Processo Aemilia: in Appello confermati due anni a Iaquinta

'Ndrangheta: per Vincenzo è scattata la condizionale, mentre al padre la pena è stata ridotta da 19 a 13 anni. Settecento anni di condanne per i 118 imputati

Processo Aemilia, oggi il verdetto d'appello

Processo Aemilia, oggi il verdetto d'appello

Reggio Emilia, 17 dicembre 2020 - Sono le 17.05 quando il presidente di Corte d’Appello di Bologna si presenta davanti alla platea di avvocati presenti nell’aula bunker del carcere della Dozza per pronunciare la sentenza d’appello del processo Aemilia che ha visto ieri la sua conclusione. Al suo fianco i giudici a latere Maurizio Passarini e Giuditta Silverstrini. Sono trascorse 5 ore e 20 minuti di Camera di Consiglio e quello che ne scaturisce è una sentenza di Apello in cui viene confermata l’associazione mafiosa per i big già condannati in primo grado a Reggio Emilia, ma con pene notevolmente alleggerite rispetto a quanto stabilito appunto, nel 2018, e soprattutto rispetto a quanto richiesto dalla Procura Generale, formata dai Procuratori Circerchia, Giovannini e Musti.

I procuratori avevano avanzato richieste per un totale di 1092 anni con una sola richiesta di assoluzione (per Gino Gibertini, condannato a 8 anni in primo grado), alla fine la Corte d’Appello, scaricando notevolmente il numero delle aggravanti, non è andata oltre a poco meno di 700 e qualche mese (calcolo approssimativo che andrà verificato nelle prossime ore dato l’altissimo numero di imputati, 118), con ben 25 assoluzioni e non ‘doversi procedere’. Soprattutto ben poche, se non nessuna sono state le richieste di revisione al rialzo delle pene avanzate dalla Procura Generale che sono state accolte dalla Corte.

La sensazione, con varie gradazioni, chiaramente è che tra gli avvocati presenti alla Dozza, e quelli in collegamento dall’Aula Bachelet in piazza dei Tribunali, in centro a Bologna, vi fosse la consapevolezza che la mano del giudice avrebbe potuto essere molto più pesante. Va da sé che , con varie sfumature e con l’attenzione che si deve per ciascuna singola posizione, nel dispositivo viene confermata l’associazione mafiosa per molti dei personaggi ‘noti’ e che conferma come il fenomeno ‘ndranghetistico fosse profondamente radicato in territorio emiliano e in quello reggiano in particolare e, soprattutto, nella provincia di Reggio Emilia.

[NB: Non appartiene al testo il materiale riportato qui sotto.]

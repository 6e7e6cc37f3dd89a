//! Settlement engine - drives conditions, scheduling, and task advancement.
//!
//! One discrete tick advances every worker in entity order. Whichever
//! worker's task runs first observes and mutates shared medical state first;
//! single-claim locks are therefore won by order of advancement, and losers
//! degrade gracefully. No task ever blocks: waiting is an explicit phase
//! that re-enters on the next tick.

use std::collections::HashMap;

use hecs::{Entity, World};
use rand::rngs::StdRng;
use rand::SeedableRng;

use crate::components::{PhysicalCondition, Skills};
use crate::generation::{generate_settlement, GeneratedSettlement, SettlementConfig};
use crate::hooks::{AlwaysArrive, EventLog, WorkerMover};
use crate::medical::{DeathInfo, MedicalManager, ProblemState};
use crate::meta::{default_meta_tasks, Candidate, MetaTask, SchedulerContext};
use crate::task::{Task, TaskContext};

/// Cap on task reassignments per worker per tick, so leftover-time reuse
/// can never spin.
const MAX_ROUNDS_PER_TICK: usize = 8;

/// The behavioral engine for one settlement.
pub struct SettlementEngine {
    /// ECS world containing all workers.
    pub world: World,
    /// Shared medical state: stations, queues, death records.
    pub medical: MedicalManager,
    /// Movement collaborator; swapped out by tests and the simulation shell.
    pub mover: Box<dyn WorkerMover>,
    /// Accident/experience/event sink. The shell drains it each tick.
    pub hooks: EventLog,
    sim_time: f64,
    tasks: HashMap<Entity, Box<dyn Task>>,
    metas: Vec<Box<dyn MetaTask>>,
    rng: StdRng,
}

impl SettlementEngine {
    pub fn new(seed: u64) -> Self {
        Self {
            world: World::new(),
            medical: MedicalManager::new(),
            mover: Box::new(AlwaysArrive),
            hooks: EventLog::new(),
            sim_time: 0.0,
            tasks: HashMap::new(),
            metas: default_meta_tasks(),
            rng: StdRng::seed_from_u64(seed),
        }
    }

    /// Populate the settlement from a config.
    pub fn generate(&mut self, config: &SettlementConfig) -> GeneratedSettlement {
        generate_settlement(&mut self.world, &mut self.medical, config, &mut self.rng)
    }

    /// Current sim time in millisols.
    pub fn sim_time(&self) -> f64 {
        self.sim_time
    }

    pub(crate) fn set_sim_time(&mut self, time: f64) {
        self.sim_time = time;
    }

    /// Name of the task a worker is currently on, if any.
    pub fn current_task_name(&self, worker: Entity) -> Option<&'static str> {
        self.tasks.get(&worker).map(|t| t.name())
    }

    /// All workers, in deterministic advancement order.
    pub fn workers(&self) -> Vec<Entity> {
        let mut workers: Vec<Entity> = self
            .world
            .query::<&Skills>()
            .iter()
            .map(|(entity, _)| entity)
            .collect();
        workers.sort_by_key(|e| e.to_bits());
        workers
    }

    /// Advance the whole settlement by one tick of `delta` millisols.
    pub fn advance(&mut self, delta: f64) {
        self.sim_time += delta;
        self.tick_conditions(delta);
        self.prune_stale_queue_entries();
        for worker in self.workers() {
            self.advance_worker(worker, delta);
        }
    }

    /// Age every person's condition; handle degradations and deaths.
    fn tick_conditions(&mut self, delta: f64) {
        let mut deaths = Vec::new();
        for (entity, condition) in self.world.query_mut::<&mut PhysicalCondition>() {
            if !condition.alive {
                continue;
            }
            if let crate::components::ConditionChange::Died(complaint) =
                condition.time_passing(delta)
            {
                deaths.push((entity, complaint));
            }
        }
        for (person, complaint) in deaths {
            log::info!("worker died of {}", complaint.descriptor().name);
            self.cancel_task(person);
            self.medical.purge_person(person);
            self.medical
                .record_death(DeathInfo::new(person, self.sim_time, complaint));
        }
    }

    /// Drop treatment-queue entries whose problem no longer exists in a
    /// queueable state (resolved, worsened into another complaint, or the
    /// sufferer died). Resting entries are left alone: a body on a bed is
    /// legitimate exam state.
    fn prune_stale_queue_entries(&mut self) {
        let world = &self.world;
        for index in 0..self.medical.station_count() {
            let station = self.medical.station_mut(crate::medical::StationId(index));
            let stale: Vec<_> = station
                .awaiting()
                .iter()
                .chain(station.treating().iter())
                .copied()
                .filter(|p| {
                    world
                        .get::<&PhysicalCondition>(p.person)
                        .map(|c| {
                            !c.alive
                                || c.problem(p.complaint).map_or(true, |hp| {
                                    !matches!(
                                        hp.state,
                                        ProblemState::AwaitingTreatment
                                            | ProblemState::BeingTreated
                                    )
                                })
                        })
                        .unwrap_or(true)
                })
                .collect();
            for problem in stale {
                log::debug!("pruning stale queue entry");
                station.stop_treatment(problem);
                station.withdraw_request(problem);
            }
        }
    }

    /// Advance one worker, reusing leftover time for phase falls-through and
    /// fresh task assignments within the same tick.
    fn advance_worker(&mut self, worker: Entity, delta: f64) {
        let alive = self
            .world
            .get::<&PhysicalCondition>(worker)
            .map(|c| c.alive)
            .unwrap_or(true);
        if !alive {
            self.cancel_task(worker);
            return;
        }

        let mut budget = delta;
        let mut rounds = 0;
        while budget > 0.0 && rounds < MAX_ROUNDS_PER_TICK {
            rounds += 1;
            let mut task = match self.tasks.remove(&worker) {
                Some(task) => task,
                None => match self.select_task(worker) {
                    Some(task) => task,
                    None => break,
                },
            };

            let before = budget;
            let leftover = {
                let mut ctx = TaskContext {
                    world: &mut self.world,
                    medical: &mut self.medical,
                    mover: self.mover.as_mut(),
                    hooks: &mut self.hooks,
                    rng: &mut self.rng,
                    now: self.sim_time,
                };
                task.advance(&mut ctx, before)
            };

            if task.is_done() {
                // Hand any overflow back to the scheduler for a fresh
                // assignment this tick.
                budget = leftover.clamp(0.0, before);
                if leftover >= before {
                    break;
                }
                continue;
            }

            self.tasks.insert(worker, task);
            if leftover <= 0.0 || leftover >= before {
                break;
            }
            budget = leftover;
        }
    }

    /// Score every meta-task's candidates and instantiate the best one.
    fn select_task(&mut self, worker: Entity) -> Option<Box<dyn Task>> {
        let mut best: Option<(usize, Candidate, f64)> = None;
        {
            let ctx = SchedulerContext {
                world: &self.world,
                medical: &self.medical,
                now: self.sim_time,
            };
            for (index, meta) in self.metas.iter().enumerate() {
                for scored in meta.candidates(&ctx, worker) {
                    let value = scored.score.score();
                    if value > 0.0 && best.map_or(true, |(_, _, b)| value > b) {
                        best = Some((index, scored.candidate, value));
                    }
                }
            }
        }
        let (index, candidate, value) = best?;

        let mut ctx = TaskContext {
            world: &mut self.world,
            medical: &mut self.medical,
            mover: self.mover.as_mut(),
            hooks: &mut self.hooks,
            rng: &mut self.rng,
            now: self.sim_time,
        };
        let task = self.metas[index].instantiate(&mut ctx, worker, &candidate);
        if let Some(task) = &task {
            log::debug!("assigned task {} (score {:.0})", task.name(), value);
        }
        task
    }

    /// Cancel a worker's task, running its cleanup.
    pub fn cancel_task(&mut self, worker: Entity) {
        if let Some(mut task) = self.tasks.remove(&worker) {
            let mut ctx = TaskContext {
                world: &mut self.world,
                medical: &mut self.medical,
                mover: self.mover.as_mut(),
                hooks: &mut self.hooks,
                rng: &mut self.rng,
                now: self.sim_time,
            };
            task.cancel(&mut ctx);
        }
    }
}

#[cfg(test)]
mod tests {
    use super::*;
    use crate::components::{Location, Person};
    use crate::medical::{ComplaintType, MedicalStation, StationId, StationKind};

    fn engine_with_station() -> SettlementEngine {
        let mut engine = SettlementEngine::new(42);
        engine.medical.add_station(MedicalStation::new(
            StationKind::Building { building_id: 1 },
            3,
            2,
        ));
        engine
    }

    fn spawn_doctor(engine: &mut SettlementEngine, medicine: u32) -> Entity {
        engine.world.spawn((
            Person,
            Location::Settlement,
            Skills {
                medicine,
                ..Default::default()
            },
            crate::components::NaturalAttributes::default(),
            PhysicalCondition::default(),
        ))
    }

    /// A medical robot: tireless, so long scenarios don't stall on the
    /// duty-fitness gate (sleep and meals belong to the simulation shell).
    fn spawn_medibot(engine: &mut SettlementEngine, medicine: u32) -> Entity {
        engine.world.spawn((
            crate::components::Robot,
            Location::Settlement,
            Skills {
                medicine,
                ..Default::default()
            },
        ))
    }

    #[test]
    fn test_idle_settlement_advances_cleanly() {
        let mut engine = engine_with_station();
        spawn_doctor(&mut engine, 3);
        for _ in 0..10 {
            engine.advance(50.0);
        }
        assert!((engine.sim_time() - 500.0).abs() < 1e-9);
    }

    #[test]
    fn test_sick_person_gets_treated_end_to_end() {
        let mut engine = engine_with_station();
        let doctor = spawn_doctor(&mut engine, 3);
        let patient = spawn_doctor(&mut engine, 0);
        engine
            .world
            .get::<&mut PhysicalCondition>(patient)
            .unwrap()
            .add_problem(ComplaintType::BrokenBone);

        // Patient requests, doctor treats, patient recovers in bed.
        let mut treated = false;
        for _ in 0..100 {
            engine.advance(25.0);
            let condition = engine.world.get::<&PhysicalCondition>(patient).unwrap();
            match condition.problem(ComplaintType::BrokenBone) {
                None => {
                    treated = true;
                    break;
                }
                Some(p) => {
                    assert_ne!(p.state, ProblemState::Degrading, "request never queued");
                }
            }
        }
        assert!(treated, "broken bone never resolved");
        // The doctor earned medicine experience along the way
        assert!(
            engine
                .hooks
                .experience_for(doctor, crate::components::SkillType::Medicine)
                > 0.0
        );
        // Queues all drained
        let station = engine.medical.station(StationId(0));
        assert!(station.awaiting().is_empty());
        assert!(station.treating().is_empty());
        assert_eq!(station.patient_num(), 0);
    }

    #[test]
    fn test_queues_stay_disjoint_under_load() {
        let mut engine = engine_with_station();
        spawn_medibot(&mut engine, 4);
        spawn_medibot(&mut engine, 2);
        for complaint in [
            ComplaintType::BrokenBone,
            ComplaintType::Appendicitis,
            ComplaintType::Laceration,
            ComplaintType::FoodPoisoning,
        ] {
            let patient = spawn_doctor(&mut engine, 0);
            engine
                .world
                .get::<&mut PhysicalCondition>(patient)
                .unwrap()
                .add_problem(complaint);
        }

        for _ in 0..200 {
            engine.advance(20.0);
            for (_, station) in engine.medical.stations() {
                for p in station.awaiting() {
                    assert!(
                        !station.treating().contains(p),
                        "queue disjointness violated"
                    );
                }
                assert!(station.treating().len() + station.resting().len() <= station.sick_beds());
            }
        }
    }

    #[test]
    fn test_death_creates_exam_work_and_burial() {
        let mut engine = engine_with_station();
        spawn_medibot(&mut engine, 4);
        let doomed = spawn_doctor(&mut engine, 0);
        engine
            .world
            .get::<&mut PhysicalCondition>(doomed)
            .unwrap()
            .add_problem(ComplaintType::RupturedAppendix);
        // Make sure nobody can treat it in time
        engine.medical.station_mut(StationId(0)).set_malfunction(true);

        // Run past the fatal degrade window
        for _ in 0..50 {
            engine.advance(25.0);
        }
        assert!(!engine
            .world
            .get::<&PhysicalCondition>(doomed)
            .unwrap()
            .alive);
        assert_eq!(engine.medical.deaths().count(), 1);

        // Bring the station back and let the doctor finish the exam
        engine
            .medical
            .station_mut(StationId(0))
            .set_malfunction(false);
        for _ in 0..200 {
            engine.advance(25.0);
            if engine.medical.deaths().next().unwrap().1.exam_done {
                break;
            }
        }
        let death = engine.medical.deaths().next().unwrap().1;
        assert!(death.exam_done, "exam never completed");
        assert!(death.cause.contains("Ruptured Appendix"));
        assert_eq!(
            engine
                .hooks
                .count(|e| matches!(e, crate::hooks::HookEvent::Buried { .. })),
            1
        );
    }

    #[test]
    fn test_cancel_task_runs_cleanup() {
        let mut engine = engine_with_station();
        let patient = spawn_doctor(&mut engine, 0);
        {
            let mut condition = engine
                .world
                .get::<&mut PhysicalCondition>(patient)
                .unwrap();
            condition.add_problem(ComplaintType::BrokenBone);
            condition
                .problem_mut(ComplaintType::BrokenBone)
                .unwrap()
                .start_recovery();
        }
        engine.advance(50.0); // picks up bed rest and joins the resting set
        assert!(engine.medical.station(StationId(0)).is_resting(patient));
        engine.cancel_task(patient);
        assert!(!engine.medical.station(StationId(0)).is_resting(patient));
    }
}
//! The medical data model: complaints, problems, death records, stations.
//!
//! Behavior lives in the task state machines; these types hold state and
//! enforce the structural invariants (disjoint queues, single-claim locks).

mod complaint;
mod death;
mod manager;
mod problem;
mod station;

pub use complaint::*;
pub use death::*;
pub use manager::*;
pub use problem::*;
pub use station::*;
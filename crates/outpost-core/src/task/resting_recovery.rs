//! Bed rest at a medical station while recovering.
//!
//! Single RESTING phase with a fixed session budget. Bed-rest time feeds
//! every recovering problem that requires it; fatigue drops for the whole
//! session either way. Ends early once nothing left needs the bed.

use hecs::Entity;

use outpost_logic::condition::CARE_SEEKING_FITNESS;
use outpost_logic::constants::durations;
use outpost_logic::medical::bed_rest_fatigue_relief;

use crate::components::{Location, PhysicalCondition};
use crate::medical::StationId;
use crate::task::{fit_for, location_of, Task, TaskContext};

/// One bed-rest session for one recovering person.
pub struct RestingMedicalRecovery {
    worker: Entity,
    station: StationId,
    remaining: f64,
    done: bool,
}

impl RestingMedicalRecovery {
    pub fn new(ctx: &mut TaskContext, worker: Entity) -> Self {
        let mut task = Self {
            worker,
            station: StationId(0),
            remaining: durations::BED_REST_SESSION,
            done: false,
        };

        if location_of(ctx.world, worker) == Location::Outside
            || !fit_for(ctx.world, worker, &CARE_SEEKING_FITNESS)
        {
            task.done = true;
            return task;
        }

        let needs_bed = ctx
            .world
            .get::<&PhysicalCondition>(worker)
            .map(|c| c.alive && c.problems.iter().any(|p| p.needs_bed_rest()))
            .unwrap_or(false);
        if !needs_bed {
            task.done = true;
            return task;
        }

        let station = ctx
            .medical
            .stations()
            .find(|(_, s)| s.patient_num() < s.sick_beds() || s.is_resting(worker))
            .map(|(id, _)| id);
        let Some(station) = station else {
            task.done = true;
            return task;
        };
        task.station = station;

        if !ctx.mover.walk_to_station(worker, station, false) {
            task.done = true;
        }
        task
    }

    pub fn station(&self) -> StationId {
        self.station
    }

    fn end(&mut self, ctx: &mut TaskContext) {
        if self.done {
            return;
        }
        self.done = true;
        ctx.medical
            .station_mut(self.station)
            .stop_resting(self.worker);
    }
}

impl Task for RestingMedicalRecovery {
    fn name(&self) -> &'static str {
        "Resting during Medical Recovery"
    }

    fn worker(&self) -> Entity {
        self.worker
    }

    fn is_done(&self) -> bool {
        self.done
    }

    fn advance(&mut self, ctx: &mut TaskContext, time: f64) -> f64 {
        if self.done {
            return time;
        }

        let consumed = time.min(self.remaining);

        {
            let station = ctx.medical.station_mut(self.station);
            if !station.is_resting(self.worker) {
                station.start_resting(self.worker);
            }
        }

        let mut still_recovering = false;
        if let Ok(mut condition) = ctx.world.get::<&mut PhysicalCondition>(self.worker) {
            for problem in &mut condition.problems {
                if problem.needs_bed_rest() {
                    problem.add_bed_rest(consumed);
                }
            }
            condition.problems.retain(|p| !p.is_resolved());
            still_recovering = condition.problems.iter().any(|p| p.needs_bed_rest());
            condition.reduce_fatigue(bed_rest_fatigue_relief(consumed));
        }

        self.remaining -= consumed;
        let leftover = time - consumed;

        if !still_recovering {
            log::info!("bed rest complete, patient recovered");
            self.end(ctx);
            return leftover;
        }
        if self.remaining <= 0.0 {
            self.end(ctx);
            return leftover;
        }
        leftover
    }

    fn cancel(&mut self, ctx: &mut TaskContext) {
        self.end(ctx);
    }
}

La lettura è durata un’ora e mezza e tra gli imputati principali Gaetano Blasco è passato da 38 anni a 22, Michele Bolognino, che aveva ricevuto pene totali tra abbreviato e procedimento ordinario per 38 anni se li è visti ridurre a 21, così come Giuseppe Iaquinta, condannato a 19 anni in primo grado, ha visto la sua pena ridotta in secondo grado a 13 (anche se lui, si è sempre dichiarato estraneo al fenomeno ndranghetistico pure con dichiarazioni spontanee fatte in aula, pertanto, per bocca del suo legale, la sentenza non lo soddisfa). Infine una parola anche per Vincenzo Iaquinta, figlio di Giuseppe, ex calciatore della Juventus e campione del mondo del 2006, condannato a 2 anni in primo grado per reati d’armi e che oggi si è visto riconosciuta la sospensione condizionale della pena. Sarà interessante, una volta depositate, leggere le motivazioni di una sentenza che farà discutere nelle settimane a venire

La sentenza di primo grado

La sentenza di primo grado era stata emessa a Reggio il 31 ottobre 2018 dalla Corte presieduta dal giudice Francesco Caruso, a latere i colleghi Cristina Beretti e Andrea Rat. Ventiquattro imputati erano stati giudicati con rito abbreviato, riportando condanne per 325 anni di carcere. Erano state 118 le persone che avevano scelto il dibattimento: per loro erano stati disposti oltre 1.200 anni di pena (24 le assoluzioni, 5 gli imputati per cui i reati erano stati dichiarati prescritti, uno deceduto).